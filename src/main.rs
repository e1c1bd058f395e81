//! Agent Arcade CLI
//!
//! 在 tmux 里一边跑 AI 编码代理 (Claude Code, Aider, Codex)，一边玩游戏

use agent_arcade::cli::{
    handle_agents, handle_config, handle_start, load_config, AgentsArgs, ConfigArgs, StartArgs,
};
use agent_arcade::config::{data_dir, log_path};
use anyhow::{Context, Result};
use clap::{Parser, Subcommand};
use std::fs::{self, OpenOptions};
use std::path::PathBuf;
use std::sync::Mutex;
use tracing::debug;
use tracing_subscriber::{fmt, EnvFilter};

#[derive(Parser)]
#[command(name = "agent-arcade")]
#[command(about = "Agent Arcade - 等 AI agent 干活的时候玩游戏")]
#[command(version)]
struct Cli {
    /// 配置文件路径（默认 ~/.agent-arcade/config.json）
    #[arg(long, global = true)]
    config: Option<PathBuf>,

    /// 日志输出到 stderr 而不是日志文件
    #[arg(long, global = true)]
    log_stderr: bool,

    #[command(subcommand)]
    command: Option<Commands>,
}

#[derive(Subcommand)]
enum Commands {
    /// 启动 arcade session（默认命令）
    Start(StartArgs),
    /// 列出配置中的 agent
    Agents(AgentsArgs),
    /// 查看或初始化配置文件
    Config(ConfigArgs),
}

/// 初始化日志
///
/// start 会 attach 到 tmux，日志写到 stderr 会盖住 tmux 画面，所以默认写文件。
fn init_logging(to_file: bool) -> Result<()> {
    let filter =
        EnvFilter::try_from_default_env().unwrap_or_else(|_| EnvFilter::new("agent_arcade=info"));

    let builder = fmt()
        .with_env_filter(filter)
        .with_target(false)
        .with_thread_ids(false);

    if to_file {
        let dir = data_dir();
        fs::create_dir_all(&dir).with_context(|| format!("创建数据目录失败: {}", dir.display()))?;
        let path = log_path();
        let file = OpenOptions::new()
            .create(true)
            .append(true)
            .open(&path)
            .with_context(|| format!("打开日志文件失败: {}", path.display()))?;
        builder.with_ansi(false).with_writer(Mutex::new(file)).init();
    } else {
        builder.with_writer(std::io::stderr).init();
    }
    Ok(())
}

#[tokio::main]
async fn main() -> Result<()> {
    let cli = Cli::parse();
    let command = cli.command.unwrap_or_else(|| Commands::Start(StartArgs::default()));

    let log_to_file = matches!(command, Commands::Start(_)) && !cli.log_stderr;
    init_logging(log_to_file)?;
    debug!(config = ?cli.config, "Starting agent-arcade");

    let config_path = cli.config.as_deref();
    match command {
        Commands::Start(args) => handle_start(args, config_path).await,
        Commands::Agents(args) => {
            let config = load_config(config_path)?;
            handle_agents(args, &config)
        }
        Commands::Config(args) => handle_config(args, config_path),
    }
}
^^^^^^^^^^^^^^^^
• [PROMPT]: Scan the entries above for the line containing "#[command(version)]", and copy it and all lines after it exactly, down to and including the line containing "#[command(subcommand)]".

• [WRITTEN RESPONSE]:
#[command(version)]
struct Cli {
    /// 配置文件路径（默认 ~/.agent-arcade/config.json）
    #[arg(long, global = true)]
    config: Option<PathBuf>,

    /// 日志输出到 stderr 而不是日志文件
    #[arg(long, global = true)]
    log_stderr: bool,

    #[command(subcommand)]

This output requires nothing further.